Exploring the role of the AMBRA1 protein in the regulation of the NRF2-KEAP1 pathway

Cells are continuously exposed to reactive oxygen species (ROS) and other pro-oxidants from both external and internal sources. ROS play a dual role in cellular functions, being crucial for the control of various physiological processes but also causing oxidative stress, when their levels increase. Oxidative stress is a critical factor for the development of several major diseases, including neurodegenerative and neuropsychiatric disorders, diabetes, and cancer. To counteract oxidative stress, cells have evolved intricate antioxidant defense systems. A central figure in this defense is the nuclear factor erythroid 2-related factor 2 (NRF2), which controls a broad array of antioxidant and detoxification enzymes.

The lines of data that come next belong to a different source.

// Copyright 2025 eraflo
//
// Licensed under the Apache License, Version 2.0 (the "License");
// you may not use this file except in compliance with the License.
// You may obtain a copy of the License at
//
//     http://www.apache.org/licenses/LICENSE-2.0
//
// Unless required by applicable law or agreed to in writing, software
// distributed under the License is distributed on an "AS IS" BASIS,
// WITHOUT WARRANTIES OR CONDITIONS OF ANY KIND, either express or implied.
// See the License for the specific language governing permissions and
// limitations under the License.

//! Defines texture formats, descriptors, handles and the texel codec.

use crate::math::{Extent2D, Vec4};
use half::f16;
use serde::{Deserialize, Serialize};
use std::borrow::Cow;

/// The pixel formats a render target can have.
#[derive(Debug, Clone, Copy, PartialEq, Eq, Hash, Serialize, Deserialize)]
pub enum TextureFormat {
    /// One 8-bit normalized channel. Used for light-volume masks.
    R8Unorm,
    /// Four 8-bit normalized channels.
    Rgba8Unorm,
    /// Four 16-bit float channels.
    Rgba16Float,
    /// Four 32-bit float channels.
    Rgba32Float,
    /// One 32-bit float depth channel.
    Depth32Float,
}

impl TextureFormat {
    /// Returns the size in bytes of one texel.
    pub const fn bytes_per_pixel(&self) -> usize {
        match self {
            TextureFormat::R8Unorm => 1,
            TextureFormat::Rgba8Unorm => 4,
            TextureFormat::Rgba16Float => 8,
            TextureFormat::Rgba32Float => 16,
            TextureFormat::Depth32Float => 4,
        }
    }

    /// Returns `true` for depth formats.
    pub const fn is_depth(&self) -> bool {
        matches!(self, TextureFormat::Depth32Float)
    }

    /// Quantizes `value` into the texel bytes of this format.
    ///
    /// `out` must be exactly [`Self::bytes_per_pixel`] long. Normalized formats
    /// saturate; single-channel formats store `value.x`.
    pub fn encode(&self, value: Vec4, out: &mut [u8]) {
        debug_assert_eq!(out.len(), self.bytes_per_pixel());
        match self {
            TextureFormat::R8Unorm => out[0] = unorm8(value.x),
            TextureFormat::Rgba8Unorm => {
                out[0] = unorm8(value.x);
                out[1] = unorm8(value.y);
                out[2] = unorm8(value.z);
                out[3] = unorm8(value.w);
            }
            TextureFormat::Rgba16Float => {
                for (i, c) in [value.x, value.y, value.z, value.w].into_iter().enumerate() {
                    out[i * 2..i * 2 + 2].copy_from_slice(&f16::from_f32(c).to_le_bytes());
                }
            }
            TextureFormat::Rgba32Float => {
                for (i, c) in [value.x, value.y, value.z, value.w].into_iter().enumerate() {
                    out[i * 4..i * 4 + 4].copy_from_slice(&c.to_le_bytes());
                }
            }
            TextureFormat::Depth32Float => out.copy_from_slice(&value.x.to_le_bytes()),
        }
    }

    /// Expands texel bytes of this format to a `Vec4`.
    ///
    /// Single-channel formats decode as `(r, 0, 0, 1)`.
    pub fn decode(&self, texel: &[u8]) -> Vec4 {
        debug_assert_eq!(texel.len(), self.bytes_per_pixel());
        match self {
            TextureFormat::R8Unorm => Vec4::new(texel[0] as f32 / 255.0, 0.0, 0.0, 1.0),
            TextureFormat::Rgba8Unorm => Vec4::new(
                texel[0] as f32 / 255.0,
                texel[1] as f32 / 255.0,
                texel[2] as f32 / 255.0,
                texel[3] as f32 / 255.0,
            ),
            TextureFormat::Rgba16Float => {
                let c = |i: usize| f16::from_le_bytes([texel[i * 2], texel[i * 2 + 1]]).to_f32();
                Vec4::new(c(0), c(1), c(2), c(3))
            }
            TextureFormat::Rgba32Float => {
                let c = |i: usize| {
                    f32::from_le_bytes([
                        texel[i * 4],
                        texel[i * 4 + 1],
                        texel[i * 4 + 2],
                        texel[i * 4 + 3],
                    ])
                };
                Vec4::new(c(0), c(1), c(2), c(3))
            }
            TextureFormat::Depth32Float => Vec4::new(
                f32::from_le_bytes([texel[0], texel[1], texel[2], texel[3]]),
                0.0,
                0.0,
                1.0,
            ),
        }
    }
}

fn unorm8(v: f32) -> u8 {
    // NaN saturates to 0.
    (v.clamp(0.0, 1.0) * 255.0 + 0.5) as u8
}

/// An opaque handle to a texture owned by a graphics device.
#[derive(Debug, Clone, Copy, PartialEq, Eq, Hash, PartialOrd, Ord)]
pub struct TextureId(pub usize);

/// The identity of a texture allocation for reuse purposes.
///
/// Two textures with equal keys are interchangeable as render targets.
#[derive(Debug, Clone, Copy, PartialEq, Eq, Hash)]
pub struct TextureKey {
    /// The texture extent in pixels.
    pub size: Extent2D,
    /// The texel format.
    pub format: TextureFormat,
}

impl TextureKey {
    /// Creates a new key.
    pub const fn new(size: Extent2D, format: TextureFormat) -> Self {
        Self { size, format }
    }
}

/// A descriptor used to create a texture.
#[derive(Debug, Clone, PartialEq)]
pub struct TextureDescriptor<'a> {
    /// An optional debug label.
    pub label: Option<Cow<'a, str>>,
    /// The texture extent in pixels.
    pub size: Extent2D,
    /// The texel format.
    pub format: TextureFormat,
}

impl<'a> TextureDescriptor<'a> {
    /// Creates a descriptor for the given key.
    pub fn from_key(label: impl Into<Cow<'a, str>>, key: TextureKey) -> Self {
        Self {
            label: Some(label.into()),
            size: key.size,
            format: key.format,
        }
    }

    /// Returns the reuse key of this descriptor.
    pub fn key(&self) -> TextureKey {
        TextureKey::new(self.size, self.format)
    }

    /// Converts the label into an owned string, detaching the lifetime.
    pub fn into_owned(self) -> TextureDescriptor<'static> {
        TextureDescriptor {
            label: self.label.map(|l| Cow::Owned(l.into_owned())),
            size: self.size,
            format: self.format,
        }
    }

    /// Returns the number of bytes a tightly packed copy of the texture takes.
    pub fn byte_len(&self) -> usize {
        self.size.pixel_count() * self.format.bytes_per_pixel()
    }
}

/// A CPU-side copy of a texture's contents.
///
/// Returned by [`GraphicsDevice::read_texture`](crate::renderer::GraphicsDevice::read_texture)
/// for debug viewers, image export and tests.
#[derive(Debug, Clone, PartialEq)]
pub struct TextureReadback {
    /// The extent of the copied texture.
    pub size: Extent2D,
    /// The format of the copied texture.
    pub format: TextureFormat,
    /// Tightly packed rows, top row first.
    pub data: Vec<u8>,
}

impl TextureReadback {
    /// Decodes the texel at (`x`, `y`), with `y = 0` being the top row.
    ///
    /// # Panics
    /// Panics if the coordinates are outside the texture.
    pub fn texel(&self, x: u32, y: u32) -> Vec4 {
        assert!(x < self.size.width && y < self.size.height);
        let bpp = self.format.bytes_per_pixel();
        let offset = (y as usize * self.size.width as usize + x as usize) * bpp;
        self.format.decode(&self.data[offset..offset + bpp])
    }

    /// Iterates over every texel in row-major order as `(x, y, value)`.
    pub fn texels(&self) -> impl Iterator<Item = (u32, u32, Vec4)> + '_ {
        let width = self.size.width;
        let bpp = self.format.bytes_per_pixel();
        self.data.chunks_exact(bpp).enumerate().map(move |(i, t)| {
            let i = i as u32;
            (i % width, i / width, self.format.decode(t))
        })
    }
}

#[cfg(test)]
mod tests {
    use super::*;

    fn roundtrip(format: TextureFormat, v: Vec4) -> Vec4 {
        let mut buf = vec![0u8; format.bytes_per_pixel()];
        format.encode(v, &mut buf);
        format.decode(&buf)
    }

    #[test]
    fn unorm_formats_saturate_and_quantize() {
        let v = roundtrip(TextureFormat::Rgba8Unorm, Vec4::new(-1.0, 0.5, 2.0, 1.0));
        assert_eq!(v.x, 0.0);
        assert_eq!(v.y, 128.0 / 255.0);
        assert_eq!(v.z, 1.0);
    }

    #[test]
    fn r8_decodes_as_red_only() {
        let v = roundtrip(TextureFormat::R8Unorm, Vec4::new(1.0, 1.0, 1.0, 0.0));
        assert_eq!(v, Vec4::new(1.0, 0.0, 0.0, 1.0));
    }

    #[test]
    fn half_float_keeps_values_beyond_one() {
        let v = roundtrip(TextureFormat::Rgba16Float, Vec4::new(3.5, -0.25, 0.0, 1.0));
        assert_eq!(v, Vec4::new(3.5, -0.25, 0.0, 1.0));
    }

    #[test]
    fn readback_indexes_top_row_first() {
        let format = TextureFormat::R8Unorm;
        let readback = TextureReadback {
            size: Extent2D::new(2, 2),
            format,
            data: vec![0, 255, 0, 0],
        };
        assert_eq!(readback.texel(1, 0).x, 1.0);
        assert_eq!(readback.texel(0, 1).x, 0.0);
        let lit: Vec<_> = readback.texels().filter(|t| t.2.x > 0.5).collect();
        assert_eq!(lit.len(), 1);
        assert_eq!((lit[0].0, lit[0].1), (1, 0));
    }

    #[test]
    fn descriptor_key_and_length() {
        let key = TextureKey::new(Extent2D::new(4, 3), TextureFormat::Rgba16Float);
        let desc = TextureDescriptor::from_key("lit", key);
        assert_eq!(desc.key(), key);
        assert_eq!(desc.byte_len(), 4 * 3 * 8);
    }
}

Under normal conditions, NRF2 levels are kept low by the Kelch-like ECH- associated protein 1 (KEAP1), which targets NRF2 by ubiquitin-mediated degradation via the proteasome system. However, during oxidative stress, NRF2 is stabilized, allowing its translocation into the nucleus, where it binds to the antioxidant response element (ARE), thereby promoting the transcription of oxidative stress response genes. Another crucial player in cellular regulation is the Activating Molecule in Beclin-1-Regulated Autophagy 1 (AMBRA1), a key regulator of autophagy, coordinating the formation and maturation of autophagosomes essential for maintaining cellular homeostasis and survival during stress. Additionally, it modulates the cell cycle, by influencing cyclin-dependent kinases, and oxidative stress, by promoting mitophagy to clear damaged mitochondria and prevent ROS accumulation. Our data indicate that, under physiological conditions, AMBRA1 interacts with KEAP1 and regulates KEAP1 stability, thereby influencing NRF2 activity. Understanding how AMBRA1 regulates the oxidative stress response via the NRF2/KEAP1 pathway is essential to advance our understanding of the mechanisms of cellular protection from oxidative damage.